*EXCERPTED DATA*
'''

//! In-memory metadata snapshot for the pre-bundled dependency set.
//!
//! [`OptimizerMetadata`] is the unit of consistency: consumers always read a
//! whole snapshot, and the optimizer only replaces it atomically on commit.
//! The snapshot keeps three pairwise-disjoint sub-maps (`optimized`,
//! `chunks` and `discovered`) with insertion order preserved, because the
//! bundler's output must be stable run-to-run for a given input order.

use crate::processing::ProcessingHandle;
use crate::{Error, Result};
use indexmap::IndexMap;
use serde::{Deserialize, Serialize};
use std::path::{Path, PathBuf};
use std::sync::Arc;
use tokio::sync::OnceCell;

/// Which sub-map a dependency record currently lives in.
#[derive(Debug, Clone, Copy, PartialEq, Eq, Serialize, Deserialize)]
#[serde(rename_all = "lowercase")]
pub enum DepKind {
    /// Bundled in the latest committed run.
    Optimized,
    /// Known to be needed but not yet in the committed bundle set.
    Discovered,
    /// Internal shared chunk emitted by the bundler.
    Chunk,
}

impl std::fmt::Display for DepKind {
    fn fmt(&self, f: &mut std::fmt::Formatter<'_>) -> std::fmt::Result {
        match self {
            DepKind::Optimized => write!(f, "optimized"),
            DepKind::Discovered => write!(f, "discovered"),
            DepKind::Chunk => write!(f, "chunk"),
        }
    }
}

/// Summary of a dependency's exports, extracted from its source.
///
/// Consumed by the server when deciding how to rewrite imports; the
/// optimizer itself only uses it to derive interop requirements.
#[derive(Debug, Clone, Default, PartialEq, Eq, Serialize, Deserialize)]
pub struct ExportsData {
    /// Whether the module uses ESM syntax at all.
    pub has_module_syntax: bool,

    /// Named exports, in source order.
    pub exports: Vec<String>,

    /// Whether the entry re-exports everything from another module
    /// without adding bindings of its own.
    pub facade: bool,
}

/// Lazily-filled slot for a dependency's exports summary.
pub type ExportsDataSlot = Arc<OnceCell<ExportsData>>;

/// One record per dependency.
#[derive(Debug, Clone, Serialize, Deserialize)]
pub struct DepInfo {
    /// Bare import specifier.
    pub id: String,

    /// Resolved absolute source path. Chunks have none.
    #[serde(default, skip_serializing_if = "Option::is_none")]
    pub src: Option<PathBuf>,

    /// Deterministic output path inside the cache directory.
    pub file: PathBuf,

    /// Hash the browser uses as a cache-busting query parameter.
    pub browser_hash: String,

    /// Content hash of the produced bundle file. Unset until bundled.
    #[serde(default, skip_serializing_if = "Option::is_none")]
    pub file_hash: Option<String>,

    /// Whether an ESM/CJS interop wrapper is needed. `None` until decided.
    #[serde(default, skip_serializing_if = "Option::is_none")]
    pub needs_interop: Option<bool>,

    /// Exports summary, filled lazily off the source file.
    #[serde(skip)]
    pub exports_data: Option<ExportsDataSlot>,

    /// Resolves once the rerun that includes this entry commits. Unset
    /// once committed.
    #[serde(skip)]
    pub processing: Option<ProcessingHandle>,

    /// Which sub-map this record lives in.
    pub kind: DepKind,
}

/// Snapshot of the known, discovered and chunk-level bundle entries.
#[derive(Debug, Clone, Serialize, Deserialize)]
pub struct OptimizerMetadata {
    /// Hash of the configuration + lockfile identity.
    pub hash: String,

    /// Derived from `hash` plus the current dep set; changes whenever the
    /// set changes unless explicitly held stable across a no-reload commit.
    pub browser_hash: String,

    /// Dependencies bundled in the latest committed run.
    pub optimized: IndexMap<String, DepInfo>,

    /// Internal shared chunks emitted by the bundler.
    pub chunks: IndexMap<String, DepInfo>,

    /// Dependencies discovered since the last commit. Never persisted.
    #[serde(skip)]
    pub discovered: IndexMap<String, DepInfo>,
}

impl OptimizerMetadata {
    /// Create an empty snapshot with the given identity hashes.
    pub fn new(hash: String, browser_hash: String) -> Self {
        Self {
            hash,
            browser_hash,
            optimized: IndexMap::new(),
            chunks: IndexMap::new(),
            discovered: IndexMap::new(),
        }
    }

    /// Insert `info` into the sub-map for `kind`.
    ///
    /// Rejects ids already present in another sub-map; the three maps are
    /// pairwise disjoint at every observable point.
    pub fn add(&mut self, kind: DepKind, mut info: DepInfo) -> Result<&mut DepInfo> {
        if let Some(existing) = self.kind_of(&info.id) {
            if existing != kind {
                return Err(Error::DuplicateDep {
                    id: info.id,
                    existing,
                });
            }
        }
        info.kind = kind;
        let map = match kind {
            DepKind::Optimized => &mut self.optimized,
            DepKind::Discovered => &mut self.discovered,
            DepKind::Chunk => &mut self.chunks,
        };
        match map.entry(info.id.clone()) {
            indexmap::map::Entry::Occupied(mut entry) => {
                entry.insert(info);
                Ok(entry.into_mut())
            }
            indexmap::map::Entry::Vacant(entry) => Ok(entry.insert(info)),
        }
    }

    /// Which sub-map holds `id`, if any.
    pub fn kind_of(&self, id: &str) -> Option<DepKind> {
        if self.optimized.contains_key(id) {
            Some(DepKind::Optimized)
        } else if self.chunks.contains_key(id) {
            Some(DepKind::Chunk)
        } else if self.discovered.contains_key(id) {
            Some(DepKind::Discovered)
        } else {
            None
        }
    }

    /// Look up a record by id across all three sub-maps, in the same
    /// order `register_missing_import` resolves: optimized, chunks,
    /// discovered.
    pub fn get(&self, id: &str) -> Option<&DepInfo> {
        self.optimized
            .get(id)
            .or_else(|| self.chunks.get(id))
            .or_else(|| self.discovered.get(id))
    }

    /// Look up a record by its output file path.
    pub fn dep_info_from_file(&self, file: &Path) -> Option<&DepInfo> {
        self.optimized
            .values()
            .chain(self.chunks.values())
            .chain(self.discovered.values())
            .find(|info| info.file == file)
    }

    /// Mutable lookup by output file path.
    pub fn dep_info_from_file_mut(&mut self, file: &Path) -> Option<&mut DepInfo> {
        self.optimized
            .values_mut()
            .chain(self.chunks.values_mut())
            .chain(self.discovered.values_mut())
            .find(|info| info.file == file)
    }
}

'''

*WHAT NEEDS TO BE DONE*
Prepare a faithful transcription of the material above, with nothing altered.

*TASK SOLUTION*
//! In-memory metadata snapshot for the pre-bundled dependency set.
//!
//! [`OptimizerMetadata`] is the unit of consistency: consumers always read a
//! whole snapshot, and the optimizer only replaces it atomically on commit.
//! The snapshot keeps three pairwise-disjoint sub-maps (`optimized`,
//! `chunks` and `discovered`) with insertion order preserved, because the
//! bundler's output must be stable run-to-run for a given input order.

use crate::processing::ProcessingHandle;
use crate::{Error, Result};
use indexmap::IndexMap;
use serde::{Deserialize, Serialize};
use std::path::{Path, PathBuf};
use std::sync::Arc;
use tokio::sync::OnceCell;

/// Which sub-map a dependency record currently lives in.
#[derive(Debug, Clone, Copy, PartialEq, Eq, Serialize, Deserialize)]
#[serde(rename_all = "lowercase")]
pub enum DepKind {
    /// Bundled in the latest committed run.
    Optimized,
    /// Known to be needed but not yet in the committed bundle set.
    Discovered,
    /// Internal shared chunk emitted by the bundler.
    Chunk,
}

impl std::fmt::Display for DepKind {
    fn fmt(&self, f: &mut std::fmt::Formatter<'_>) -> std::fmt::Result {
        match self {
            DepKind::Optimized => write!(f, "optimized"),
            DepKind::Discovered => write!(f, "discovered"),
            DepKind::Chunk => write!(f, "chunk"),
        }
    }
}

/// Summary of a dependency's exports, extracted from its source.
///
/// Consumed by the server when deciding how to rewrite imports; the
/// optimizer itself only uses it to derive interop requirements.
#[derive(Debug, Clone, Default, PartialEq, Eq, Serialize, Deserialize)]
pub struct ExportsData {
    /// Whether the module uses ESM syntax at all.
    pub has_module_syntax: bool,

    /// Named exports, in source order.
    pub exports: Vec<String>,

    /// Whether the entry re-exports everything from another module
    /// without adding bindings of its own.
    pub facade: bool,
}

/// Lazily-filled slot for a dependency's exports summary.
pub type ExportsDataSlot = Arc<OnceCell<ExportsData>>;

/// One record per dependency.
#[derive(Debug, Clone, Serialize, Deserialize)]
pub struct DepInfo {
    /// Bare import specifier.
    pub id: String,

    /// Resolved absolute source path. Chunks have none.
    #[serde(default, skip_serializing_if = "Option::is_none")]
    pub src: Option<PathBuf>,

    /// Deterministic output path inside the cache directory.
    pub file: PathBuf,

    /// Hash the browser uses as a cache-busting query parameter.
    pub browser_hash: String,

    /// Content hash of the produced bundle file. Unset until bundled.
    #[serde(default, skip_serializing_if = "Option::is_none")]
    pub file_hash: Option<String>,

    /// Whether an ESM/CJS interop wrapper is needed. `None` until decided.
    #[serde(default, skip_serializing_if = "Option::is_none")]
    pub needs_interop: Option<bool>,

    /// Exports summary, filled lazily off the source file.
    #[serde(skip)]
    pub exports_data: Option<ExportsDataSlot>,

    /// Resolves once the rerun that includes this entry commits. Unset
    /// once committed.
    #[serde(skip)]
    pub processing: Option<ProcessingHandle>,

    /// Which sub-map this record lives in.
    pub kind: DepKind,
}

/// Snapshot of the known, discovered and chunk-level bundle entries.
#[derive(Debug, Clone, Serialize, Deserialize)]
pub struct OptimizerMetadata {
    /// Hash of the configuration + lockfile identity.
    pub hash: String,

    /// Derived from `hash` plus the current dep set; changes whenever the
    /// set changes unless explicitly held stable across a no-reload commit.
    pub browser_hash: String,

    /// Dependencies bundled in the latest committed run.
    pub optimized: IndexMap<String, DepInfo>,

    /// Internal shared chunks emitted by the bundler.
    pub chunks: IndexMap<String, DepInfo>,

    /// Dependencies discovered since the last commit. Never persisted.
    #[serde(skip)]
    pub discovered: IndexMap<String, DepInfo>,
}

impl OptimizerMetadata {
    /// Create an empty snapshot with the given identity hashes.
    pub fn new(hash: String, browser_hash: String) -> Self {
        Self {
            hash,
            browser_hash,
            optimized: IndexMap::new(),
            chunks: IndexMap::new(),
            discovered: IndexMap::new(),
        }
    }

    /// Insert `info` into the sub-map for `kind`.
    ///
    /// Rejects ids already present in another sub-map; the three maps are
    /// pairwise disjoint at every observable point.
    pub fn add(&mut self, kind: DepKind, mut info: DepInfo) -> Result<&mut DepInfo> {
        if let Some(existing) = self.kind_of(&info.id) {
            if existing != kind {
                return Err(Error::DuplicateDep {
                    id: info.id,
                    existing,
                });
            }
        }
        info.kind = kind;
        let map = match kind {
            DepKind::Optimized => &mut self.optimized,
            DepKind::Discovered => &mut self.discovered,
            DepKind::Chunk => &mut self.chunks,
        };
        match map.entry(info.id.clone()) {
            indexmap::map::Entry::Occupied(mut entry) => {
                entry.insert(info);
                Ok(entry.into_mut())
            }
            indexmap::map::Entry::Vacant(entry) => Ok(entry.insert(info)),
        }
    }

    /// Which sub-map holds `id`, if any.
    pub fn kind_of(&self, id: &str) -> Option<DepKind> {
        if self.optimized.contains_key(id) {
            Some(DepKind::Optimized)
        } else if self.chunks.contains_key(id) {
            Some(DepKind::Chunk)
        } else if self.discovered.contains_key(id) {
            Some(DepKind::Discovered)
        } else {
            None
        }
    }

    /// Look up a record by id across all three sub-maps, in the same
    /// order `register_missing_import` resolves: optimized, chunks,
    /// discovered.
    pub fn get(&self, id: &str) -> Option<&DepInfo> {
        self.optimized
            .get(id)
            .or_else(|| self.chunks.get(id))
            .or_else(|| self.discovered.get(id))
    }

    /// Look up a record by its output file path.
    pub fn dep_info_from_file(&self, file: &Path) -> Option<&DepInfo> {
        self.optimized
            .values()
            .chain(self.chunks.values())
            .chain(self.discovered.values())
            .find(|info| info.file == file)
    }

    /// Mutable lookup by output file path.
    pub fn dep_info_from_file_mut(&mut self, file: &Path) -> Option<&mut DepInfo> {
        self.optimized
            .values_mut()
            .chain(self.chunks.values_mut())
            .chain(self.discovered.values_mut())
            .find(|info| info.file == file)
    }
}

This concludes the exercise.